──────── DATA EXTRACT

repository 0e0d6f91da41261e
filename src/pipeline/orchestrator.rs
use crate::config::PlanboxConfig;
use crate::detection::{DetectionEngine, DetectionResult, DetectorRegistry};
use crate::error::PlanError;
use crate::fs::{ContentAccessor, LocalContent};
use crate::output::{ExecutionPlan, PlanOptions};
use crate::plan::{Catalog, PlanSynthesizer};
use crate::scan::{ProjectScan, ProjectScanner, ScanConfig};
use std::path::Path;
use std::sync::Arc;
use std::time::{Duration, Instant};
use tracing::{debug, info};

/// What to plan and how to override the generated commands
#[derive(Debug, Clone, Default, PartialEq, Eq)]
pub struct PlanRequest {
    /// Runs only this detector instead of the whole registry
    pub provider: Option<String>,
    pub options: PlanOptions,
}

impl PlanRequest {
    pub fn with_provider(mut self, provider: impl Into<String>) -> Self {
        self.provider = Some(provider.into());
        self
    }

    pub fn with_options(mut self, options: PlanOptions) -> Self {
        self.options = options;
        self
    }
}

/// Matched results for one project, before selection
#[derive(Debug, Clone)]
pub struct Detection {
    pub scan: ProjectScan,
    pub results: Vec<DetectionResult>,
}

/// Outcome of one full run: every match, the winner, and its plan
#[derive(Debug, Clone)]
pub struct Analysis {
    pub results: Vec<DetectionResult>,
    pub selected: DetectionResult,
    pub plan: ExecutionPlan,
    pub elapsed: Duration,
}

/// Scan, detect, select, synthesize.
///
/// Single pass with no state carried between runs. Dropping the returned
/// future cancels the whole run.
pub struct PlanPipeline {
    registry: Arc<DetectorRegistry>,
    engine: DetectionEngine,
    synthesizer: PlanSynthesizer,
    scan_config: ScanConfig,
    max_file_size: u64,
}

impl PlanPipeline {
    pub fn new(config: &PlanboxConfig) -> Result<Self, PlanError> {
        let catalog = config
            .load_catalog()
            .map_err(|e| PlanError::Catalog(e.to_string()))?;
        Ok(Self::with_catalog(config, catalog))
    }

    pub fn with_catalog(config: &PlanboxConfig, catalog: Catalog) -> Self {
        let registry = Arc::new(DetectorRegistry::with_defaults());
        let engine =
            DetectionEngine::new(Arc::clone(&registry)).with_timeout(config.detector_timeout());
        let synthesizer = PlanSynthesizer::new(Arc::new(catalog), Arc::clone(&registry))
            .with_policy(engine.policy().clone());

        Self {
            registry,
            engine,
            synthesizer,
            scan_config: config.scan_config(),
            max_file_size: config.max_file_size,
        }
    }

    pub fn registry(&self) -> &DetectorRegistry {
        &self.registry
    }

    pub fn engine(&self) -> &DetectionEngine {
        &self.engine
    }

    pub fn synthesizer(&self) -> &PlanSynthesizer {
        &self.synthesizer
    }

    /// Scans `path` and runs the detectors, or only `provider` when given
    pub async fn detect(
        &self,
        path: &Path,
        provider: Option<&str>,
    ) -> Result<Detection, PlanError> {
        let scan = ProjectScanner::with_registry(path.to_path_buf(), Arc::clone(&self.registry))?
            .with_config(self.scan_config.clone())
            .scan()?;

        let files = Arc::new(scan.snapshot.clone());
        let content: Arc<dyn ContentAccessor> =
            Arc::new(LocalContent::new(&scan.root).with_max_file_size(self.max_file_size));

        let mut results = match provider {
            Some(name) => {
                self.engine
                    .detect_single(name, &scan.root, files, content)
                    .await?
            }
            None => self.engine.detect(&scan.root, files, content).await,
        };

        if scan.vcs.is_some() {
            for result in &mut results {
                result.evidence.mark_version_controlled();
            }
        }

        Ok(Detection { scan, results })
    }

    pub async fn analyze(&self, path: &Path, request: &PlanRequest) -> Result<Analysis, PlanError> {
        let start = Instant::now();
        info!(path = %path.display(), provider = ?request.provider, "Starting analysis");

        let detection = self.detect(path, request.provider.as_deref()).await?;
        if detection.results.is_empty() {
            return Err(PlanError::NoLanguageDetected(detection.scan.root));
        }

        let selected = self
            .engine
            .best_result(&detection.results)
            .cloned()
            .ok_or(PlanError::NoValidDetection)?;
        debug!(provider = %selected.language, confidence = selected.confidence, "Selected");

        let plan = self
            .synthesizer
            .synthesize_result(&selected, &request.options)?;

        let elapsed = start.elapsed();
        info!(
            provider = %plan.provider,
            elapsed_ms = elapsed.as_millis() as u64,
            "Analysis complete"
        );

        Ok(Analysis {
            results: detection.results,
            selected,
            plan,
            elapsed,
        })
    }
}
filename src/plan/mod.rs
//! Plan synthesis: catalogs plus the winning detector's callbacks

pub mod catalog;
mod synthesizer;

pub use catalog::{Catalog, DEFAULT_PORT};
pub use synthesizer::PlanSynthesizer;
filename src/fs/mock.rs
use super::{ContentAccessor, FileEntry, FileSnapshot};
use crate::error::ContentError;
use std::collections::{BTreeMap, BTreeSet};
use std::sync::RwLock;

/// In-memory project used by tests and embedders that already hold file contents
pub struct MockContent {
    files: RwLock<BTreeMap<String, String>>,
}

impl MockContent {
    pub fn new() -> Self {
        Self {
            files: RwLock::new(BTreeMap::new()),
        }
    }

    pub fn with_files(files: &[(&str, &str)]) -> Self {
        let content = Self::new();
        for (path, text) in files {
            content.add_file(path, text);
        }
        content
    }

    pub fn add_file(&self, path: &str, content: &str) {
        let path = FileEntry::file(path, None).path;
        let mut files = self.files.write().unwrap_or_else(|e| e.into_inner());
        files.insert(path, content.to_string());
    }

    /// Snapshot of every file plus the directories implied by their paths
    pub fn snapshot(&self) -> FileSnapshot {
        let files = self.files.read().unwrap_or_else(|e| e.into_inner());
        let mut dirs = BTreeSet::new();
        for path in files.keys() {
            let mut current = String::new();
            let parts: Vec<&str> = path.split('/').collect();
            for part in &parts[..parts.len().saturating_sub(1)] {
                if !current.is_empty() {
                    current.push('/');
                }
                current.push_str(part);
                dirs.insert(current.clone());
            }
        }

        let mut snapshot: FileSnapshot = dirs
            .into_iter()
            .map(FileEntry::dir)
            .chain(
                files
                    .iter()
                    .map(|(path, text)| FileEntry::file(path.as_str(), Some(text.len() as u64))),
            )
            .collect();
        snapshot.sort();
        snapshot
    }
}

impl Default for MockContent {
    fn default() -> Self {
        Self::new()
    }
}

impl ContentAccessor for MockContent {
    fn exists(&self, path: &str) -> bool {
        let files = self.files.read().unwrap_or_else(|e| e.into_inner());
        files.contains_key(path)
    }

    fn read_text(&self, path: &str) -> Result<Option<String>, ContentError> {
        let files = self.files.read().unwrap_or_else(|e| e.into_inner());
        Ok(files.get(path).cloned())
    }
}

#[cfg(test)]
mod tests {
    use super::*;

    #[test]
    fn test_add_file() {
        let content = MockContent::new();
        content.add_file("requirements.txt", "flask\n");

        assert!(content.exists("requirements.txt"));
        assert_eq!(
            content.read_text("requirements.txt").unwrap().as_deref(),
            Some("flask\n")
        );
    }

    #[test]
    fn test_snapshot_includes_parent_dirs() {
        let content = MockContent::with_files(&[
            ("src/app/main.py", "print()"),
            ("requirements.txt", ""),
        ]);
        let snapshot = content.snapshot();

        let paths: Vec<&str> = snapshot.entries().iter().map(|e| e.path.as_str()).collect();
        assert_eq!(
            paths,
            vec!["requirements.txt", "src", "src/app", "src/app/main.py"]
        );
        assert!(snapshot.get("src").unwrap().is_dir);
        assert_eq!(snapshot.get("src/app/main.py").unwrap().size, Some(7));
    }

    #[test]
    fn test_missing_file() {
        let content = MockContent::new();
        assert!(!content.exists("Gemfile"));
        assert!(content.read_text("Gemfile").unwrap().is_none());
    }
}
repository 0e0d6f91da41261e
use serde::{Deserialize, Serialize};

/// A single file or directory captured by the project scanner
#[derive(Debug, Clone, PartialEq, Eq, Serialize, Deserialize)]
pub struct FileEntry {
    /// Path relative to the project root, `/`-separated
    pub path: String,
    pub name: String,
    pub is_dir: bool,
    #[serde(skip_serializing_if = "Option::is_none")]
    pub size: Option<u64>,
    /// Lowercase extension without the leading dot
    #[serde(skip_serializing_if = "Option::is_none")]
    pub extension: Option<String>,
}

impl FileEntry {
    pub fn file(path: impl Into<String>, size: Option<u64>) -> Self {
        let path = normalize(path.into());
        let name = file_name(&path).to_string();
        let extension = extension_of(&name);
        Self {
            path,
            name,
            is_dir: false,
            size,
            extension,
        }
    }

    pub fn dir(path: impl Into<String>) -> Self {
        let path = normalize(path.into());
        let name = file_name(&path).to_string();
        Self {
            path,
            name,
            is_dir: true,
            size: None,
            extension: None,
        }
    }

    /// Number of parent directories between the root and this entry
    pub fn depth(&self) -> usize {
        self.path.matches('/').count()
    }

    pub fn has_extension(&self, extensions: &[&str]) -> bool {
        self.extension
            .as_deref()
            .map(|ext| extensions.contains(&ext))
            .unwrap_or(false)
    }
}

fn normalize(path: String) -> String {
    let path = path.replace('\\', "/");
    path.trim_start_matches("./").trim_matches('/').to_string()
}

fn file_name(path: &str) -> &str {
    path.rsplit('/').next().unwrap_or(path)
}

fn extension_of(name: &str) -> Option<String> {
    let (stem, ext) = name.rsplit_once('.')?;
    if stem.is_empty() || ext.is_empty() {
        return None;
    }
    Some(ext.to_lowercase())
}

/// Ordered list of entries describing a project tree
#[derive(Debug, Clone, Default, PartialEq, Eq, Serialize, Deserialize)]
pub struct FileSnapshot {
    entries: Vec<FileEntry>,
}

impl FileSnapshot {
    pub fn new(entries: Vec<FileEntry>) -> Self {
        Self { entries }
    }

    /// Builds a snapshot of plain files from relative paths
    pub fn from_paths<S: AsRef<str>>(paths: &[S]) -> Self {
        Self::new(
            paths
                .iter()
                .map(|p| FileEntry::file(p.as_ref(), None))
                .collect(),
        )
    }

    pub fn entries(&self) -> &[FileEntry] {
        &self.entries
    }

    pub fn files(&self) -> impl Iterator<Item = &FileEntry> {
        self.entries.iter().filter(|e| !e.is_dir)
    }

    pub fn len(&self) -> usize {
        self.entries.len()
    }

    pub fn is_empty(&self) -> bool {
        self.entries.is_empty()
    }

    pub fn get(&self, path: &str) -> Option<&FileEntry> {
        self.entries.iter().find(|e| e.path == path)
    }

    pub fn has_file(&self, path: &str) -> bool {
        self.files().any(|e| e.path == path)
    }

    /// A directory counts as present if it was captured or if any entry lives under it
    pub fn has_dir(&self, path: &str) -> bool {
        let prefix = format!("{}/", path.trim_end_matches('/'));
        self.entries
            .iter()
            .any(|e| (e.is_dir && e.path == path) || e.path.starts_with(&prefix))
    }

    pub fn push(&mut self, entry: FileEntry) {
        self.entries.push(entry);
    }

    pub fn sort(&mut self) {
        self.entries.sort_by(|a, b| a.path.cmp(&b.path));
    }
}

impl FromIterator<FileEntry> for FileSnapshot {
    fn from_iter<I: IntoIterator<Item = FileEntry>>(iter: I) -> Self {
        Self::new(iter.into_iter().collect())
    }
}

#[cfg(test)]
mod tests {
    use super::*;

    #[test]
    fn test_file_entry_fields() {
        let entry = FileEntry::file("./src/App.TSX", Some(42));
        assert_eq!(entry.path, "src/App.TSX");
        assert_eq!(entry.name, "App.TSX");
        assert_eq!(entry.extension.as_deref(), Some("tsx"));
        assert_eq!(entry.size, Some(42));
        assert_eq!(entry.depth(), 1);
        assert!(!entry.is_dir);
    }

    #[test]
    fn test_dotfile_has_no_extension() {
        assert_eq!(FileEntry::file(".nvmrc", None).extension, None);
        assert_eq!(FileEntry::file("Gemfile", None).extension, None);
    }

    #[test]
    fn test_windows_separators_normalized() {
        let entry = FileEntry::file("src\\main.rs", None);
        assert_eq!(entry.path, "src/main.rs");
        assert_eq!(entry.name, "main.rs");
    }

    #[test]
    fn test_has_dir_inferred_from_children() {
        let snapshot = FileSnapshot::from_paths(&["public/index.html", "README.md"]);
        assert!(snapshot.has_dir("public"));
        assert!(!snapshot.has_dir("pub"));
        assert!(snapshot.has_file("README.md"));
        assert!(!snapshot.has_file("public"));
    }

    #[test]
    fn test_sort() {
        let mut snapshot = FileSnapshot::from_paths(&["b.txt", "a.txt"]);
        snapshot.sort();
        assert_eq!(snapshot.entries()[0].path, "a.txt");
    }
}
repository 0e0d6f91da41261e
pub mod logging;

pub use logging::{init_default, init_from_env, init_logging, LoggingConfig};
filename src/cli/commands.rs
use clap::{ArgAction, Parser, Subcommand, ValueEnum};
use std::path::PathBuf;

/// Detects a project's ecosystem and synthesizes a container execution plan
#[derive(Parser, Debug)]
#[command(
    name = "planbox",
    about = "Detects a project's ecosystem and synthesizes a container execution plan",
    version,
    author,
    long_about = "planbox inspects a project's files, scores every supported ecosystem \
                  (Node, Deno, Python, Go, Java, PHP, Ruby, Rust, shell, static sites), \
                  selects one with backend-over-frontend priority and prints the base \
                  image, environment, commands, port and OS packages needed to run it."
)]
pub struct CliArgs {
    #[command(subcommand)]
    pub command: Commands,

    #[arg(long, global = true, value_name = "LEVEL", help = "Set logging level")]
    pub log_level: Option<String>,

    #[arg(
        short = 'v',
        long,
        global = true,
        action = ArgAction::Count,
        help = "Increase verbosity (can be used multiple times)"
    )]
    pub verbose: u8,

    #[arg(
        short = 'q',
        long,
        global = true,
        conflicts_with = "verbose",
        help = "Quiet mode - suppress non-error output"
    )]
    pub quiet: bool,
}

#[derive(Subcommand, Debug)]
pub enum Commands {
    #[command(
        about = "Generate an execution plan for a project",
        long_about = "Detects the project's ecosystem and renders the execution plan for the \
                      selected result.\n\n\
                      Examples:\n  \
                      planbox plan\n  \
                      planbox plan /path/to/project --format json\n  \
                      planbox plan --provider python --start-cmd 'gunicorn app:app'"
    )]
    Plan(PlanArgs),

    #[command(
        about = "List every matching ecosystem with its confidence",
        long_about = "Runs all detectors and prints each matched result in registration order, \
                      marking the one plan selection would pick.\n\n\
                      Examples:\n  \
                      planbox detect\n  \
                      planbox detect /path/to/project --min-confidence 0.5"
    )]
    Detect(DetectArgs),

    #[command(about = "List the available providers")]
    Providers(ProvidersArgs),
}

#[derive(Parser, Debug, Clone)]
pub struct PlanArgs {
    #[arg(
        value_name = "PATH",
        help = "Path to project (defaults to current directory)"
    )]
    pub path: Option<PathBuf>,

    #[arg(
        short = 'p',
        long,
        value_name = "NAME",
        help = "Skip detection of other ecosystems and use this provider"
    )]
    pub provider: Option<String>,

    #[arg(
        short = 'f',
        long,
        value_enum,
        default_value = "human",
        help = "Output format"
    )]
    pub format: OutputFormatArg,

    #[arg(
        short = 'o',
        long,
        value_name = "FILE",
        help = "Write output to file instead of stdout"
    )]
    pub output: Option<PathBuf>,

    #[arg(long, value_name = "CMD", help = "Replace the generated setup commands")]
    pub install_cmd: Option<String>,

    #[arg(long, value_name = "CMD", help = "Replace the generated build commands")]
    pub build_cmd: Option<String>,

    #[arg(long, value_name = "CMD", help = "Replace the generated run commands")]
    pub start_cmd: Option<String>,
}

#[derive(Parser, Debug, Clone)]
pub struct DetectArgs {
    #[arg(
        value_name = "PATH",
        help = "Path to project (defaults to current directory)"
    )]
    pub path: Option<PathBuf>,

    #[arg(short = 'p', long, value_name = "NAME", help = "Run only this provider")]
    pub provider: Option<String>,

    #[arg(
        long,
        value_name = "CONFIDENCE",
        default_value = "0.0",
        value_parser = parse_confidence,
        help = "Hide results below this confidence (0.0-1.0)"
    )]
    pub min_confidence: f64,

    #[arg(
        short = 'f',
        long,
        value_enum,
        default_value = "human",
        help = "Output format"
    )]
    pub format: OutputFormatArg,
}

#[derive(Parser, Debug, Clone)]
pub struct ProvidersArgs {
    #[arg(
        short = 'f',
        long,
        value_enum,
        default_value = "human",
        help = "Output format"
    )]
    pub format: OutputFormatArg,
}

#[derive(ValueEnum, Debug, Clone, Copy, PartialEq, Eq)]
pub enum OutputFormatArg {
    Json,
    Yaml,
    Human,
}

impl From<OutputFormatArg> for super::output::OutputFormat {
    fn from(arg: OutputFormatArg) -> Self {
        match arg {
            OutputFormatArg::Json => super::output::OutputFormat::Json,
            OutputFormatArg::Yaml => super::output::OutputFormat::Yaml,
            OutputFormatArg::Human => super::output::OutputFormat::Human,
        }
    }
}

fn parse_confidence(s: &str) -> Result<f64, String> {
    let value: f64 = s
        .parse()
        .map_err(|_| format!("Invalid confidence: {}", s))?;
    if (0.0..=1.0).contains(&value) {
        Ok(value)
    } else {
        Err(format!("Confidence must be between 0.0 and 1.0, got {}", value))
    }
}
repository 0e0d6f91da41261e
//! Confidence-weighted ecosystem detection
//!
//! Every detector scores the same [`FileSnapshot`](crate::fs::FileSnapshot)
//! against its own indicator table. The engine collects matched results in
//! registration order and the [`SelectionPolicy`] picks one winner.

pub mod confidence;
pub mod context;
pub mod detector;
pub mod engine;
pub mod metadata;
pub mod registry;
pub mod selector;
pub mod spec;
pub mod types;

pub use confidence::{score, ConfidenceIndicator};
pub use context::{normalize_version, DetectionContext};
pub use detector::{run_detection, shell_quote, Detector};
pub use engine::{DetectionEngine, EngineStats, DEFAULT_DETECTOR_TIMEOUT};
pub use metadata::EcosystemMetadata;
pub use registry::DetectorRegistry;
pub use selector::{SelectionPolicy, BACKEND_FRAMEWORKS, BACKEND_LANGUAGES};
pub use spec::{EcosystemSpec, FrameworkRule, Indicator, VersionPrecision, VersionSource};
pub use types::{DetectionResult, Evidence, VERSION_CONTROL_MARKER};
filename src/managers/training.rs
// ABOUTME: Training manager for exercise specs, workouts and the running training session
// ABOUTME: Validates writes, tracks the selected workout and times the active session
//
// SPDX-License-Identifier: MIT OR Apache-2.0
// Copyright (c) 2025 Pierre Fitness Intelligence

use std::sync::Arc;
use std::time::Instant;

use chrono::{DateTime, Utc};
use tracing::{debug, info};

use super::ValidationManager;
use crate::analysis::SessionReport;
use crate::database::repositories::TrainingRepository;
use crate::errors::{AppError, AppResult};
use crate::models::{
    ExerciseSpec, ExerciseSummary, TrainingSession, TrainingWorkout, WorkoutSummary,
};

struct RunningSession {
    session: TrainingSession,
    started: Instant,
}

/// Exercise and workout operations plus the lifecycle of one training session
pub struct TrainingManager {
    repo: Arc<dyn TrainingRepository>,
    current_workout: Option<i64>,
    running: Option<RunningSession>,
}

impl TrainingManager {
    /// Create a manager with no workout selected
    #[must_use]
    pub fn new(repo: Arc<dyn TrainingRepository>) -> Self {
        Self {
            repo,
            current_workout: None,
            running: None,
        }
    }

    // ================================
    // Exercise specifications
    // ================================

    /// # Errors
    ///
    /// Returns `ResourceNotFound` if no spec has this id
    pub async fn get_exercise_spec(&self, id_ex: i64) -> AppResult<ExerciseSpec> {
        self.repo
            .get_exercise_spec(id_ex)
            .await?
            .ok_or_else(|| AppError::not_found("Exercise").with_resource_id(id_ex.to_string()))
    }

    /// Validate and store a spec, returning its id
    ///
    /// # Errors
    ///
    /// Returns `InvalidInput` if validation fails or a database error if saving fails
    pub async fn save_exercise_spec(&self, spec: &mut ExerciseSpec) -> AppResult<i64> {
        ValidationManager::validate_exercise_spec(spec)?;
        let id = self.repo.save_exercise_spec(spec).await?;
        info!(id_ex = id, states = spec.states.len(), "Exercise spec saved");
        Ok(id)
    }

    /// # Errors
    ///
    /// Returns `ResourceNotFound` if no spec has this id
    pub async fn delete_exercise_spec(&self, id_ex: i64) -> AppResult<()> {
        if !self.repo.delete_exercise_spec(id_ex).await? {
            return Err(AppError::not_found("Exercise").with_resource_id(id_ex.to_string()));
        }
        Ok(())
    }

    /// # Errors
    ///
    /// Returns an error if the repository fails
    pub async fn list_exercises(&self) -> AppResult<Vec<ExerciseSummary>> {
        Ok(self.repo.list_exercise_specs().await?)
    }

    // ================================
    // Workouts
    // ================================

    /// # Errors
    ///
    /// Returns `ResourceNotFound` if no workout has this id
    pub async fn get_workout(&self, id: i64) -> AppResult<TrainingWorkout> {
        self.repo
            .get_workout(id)
            .await?
            .ok_or_else(|| AppError::not_found("Workout").with_resource_id(id.to_string()))
    }

    /// Validate and store a workout, returning its id
    ///
    /// # Errors
    ///
    /// Returns `InvalidInput` if validation fails or a database error if saving fails
    pub async fn save_workout(&self, workout: &mut TrainingWorkout) -> AppResult<i64> {
        ValidationManager::validate_workout(workout)?;
        let id = self.repo.save_workout(workout).await?;
        info!(workout_id = id, exercises = workout.exercises.len(), "Workout saved");
        Ok(id)
    }

    /// # Errors
    ///
    /// Returns `ResourceNotFound` if no workout has this id
    pub async fn delete_workout(&mut self, id: i64) -> AppResult<()> {
        if !self.repo.delete_workout(id).await? {
            return Err(AppError::not_found("Workout").with_resource_id(id.to_string()));
        }
        if self.current_workout == Some(id) {
            self.current_workout = None;
        }
        Ok(())
    }

    /// # Errors
    ///
    /// Returns an error if the repository fails
    pub async fn list_workouts(&self) -> AppResult<Vec<WorkoutSummary>> {
        Ok(self.repo.list_workouts().await?)
    }

    /// Select the workout new sessions belong to
    pub fn set_current_workout(&mut self, id: i64) {
        debug!(workout_id = id, "Current workout selected");
        self.current_workout = Some(id);
    }

    /// Id of the selected workout
    #[must_use]
    pub const fn current_workout(&self) -> Option<i64> {
        self.current_workout
    }

    // ================================
    // Training sessions
    // ================================

    /// Open a session of `id_ex` inside the current workout and start its clock
    ///
    /// # Errors
    ///
    /// - `InvalidInput` when no workout is selected or a session is already running
    /// - `ResourceNotFound` when the workout or the exercise in it does not exist
    pub async fn start_session(&mut self, id_client: i64, id_ex: i64) -> AppResult<&TrainingSession> {
        if self.running.is_some() {
            return Err(AppError::invalid_input("a training session is already running"));
        }
        let Some(id_workout) = self.current_workout else {
            return Err(AppError::invalid_input("no workout selected"));
        };

        let workout = self.get_workout(id_workout).await?;
        let exercise = workout
            .exercises
            .into_iter()
            .find(|exercise| exercise.id_ex == id_ex)
            .ok_or_else(|| {
                AppError::not_found("Exercise in workout")
                    .with_resource_id(format!("{id_workout}/{id_ex}"))
            })?;

        info!(
            client_id = id_client,
            workout_id = id_workout,
            id_ex,
            "Training session started"
        );
        let running = self.running.insert(RunningSession {
            session: TrainingSession::new(id_client, id_workout, exercise),
            started: Instant::now(),
        });
        Ok(&running.session)
    }

    /// The running session, if any
    #[must_use]
    pub fn current_session(&self) -> Option<&TrainingSession> {
        self.running.as_ref().map(|running| &running.session)
    }

    /// Close the running session with its report and persist it
    ///
    /// The duration is the wall-clock time since [`Self::start_session`].
    ///
    /// # Errors
    ///
    /// - `InvalidInput` when no session is running
    /// - `AnalysisError` when the report cannot be serialized
    /// - `DatabaseError` when saving fails
    pub async fn end_current_session(
        &mut self,
        report: &SessionReport,
        complete: bool,
    ) -> AppResult<TrainingSession> {
        let Some(running) = self.running.take() else {
            return Err(AppError::invalid_input("no training session is running"));
        };
        let elapsed = i64::try_from(running.started.elapsed().as_millis()).unwrap_or(i64::MAX);

        let mut session = running.session;
        session.duration_ms = elapsed;
        session.complete = complete;
        session.report = Some(report.to_persisted()?);
        self.repo.save_training_session(&mut session).await?;

        info!(
            session_id = session.id,
            duration_ms = session.duration_ms,
            complete,
            "Training session saved"
        );
        Ok(session)
    }

    /// Drop the running session without saving it
    pub fn abort_current_session(&mut self) {
        if let Some(running) = self.running.take() {
            info!(client_id = running.session.id_client, "Training session discarded");
        }
    }

    /// # Errors
    ///
    /// Returns `ResourceNotFound` if no session has this id
    pub async fn get_training_session(&self, id: i64) -> AppResult<TrainingSession> {
        self.repo
            .get_training_session(id)
            .await?
            .ok_or_else(|| AppError::not_found("Training session").with_resource_id(id.to_string()))
    }

    /// # Errors
    ///
    /// Returns an error if the repository fails
    pub async fn list_session_summaries(
        &self,
        id_client: i64,
        id_workout: i64,
        id_ex: i64,
    ) -> AppResult<Vec<(i64, DateTime<Utc>)>> {
        Ok(self
            .repo
            .list_session_summaries(id_client, id_workout, id_ex)
            .await?)
    }
}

────────────────

Copy each line from the data above that includes "AppError".

use crate::errors::{AppError, AppResult};
            .ok_or_else(|| AppError::not_found("Exercise").with_resource_id(id_ex.to_string()))
            return Err(AppError::not_found("Exercise").with_resource_id(id_ex.to_string()));
            .ok_or_else(|| AppError::not_found("Workout").with_resource_id(id.to_string()))
            return Err(AppError::not_found("Workout").with_resource_id(id.to_string()));
            return Err(AppError::invalid_input("a training session is already running"));
            return Err(AppError::invalid_input("no workout selected"));
                AppError::not_found("Exercise in workout")
            return Err(AppError::invalid_input("no training session is running"));
            .ok_or_else(|| AppError::not_found("Training session").with_resource_id(id.to_string()))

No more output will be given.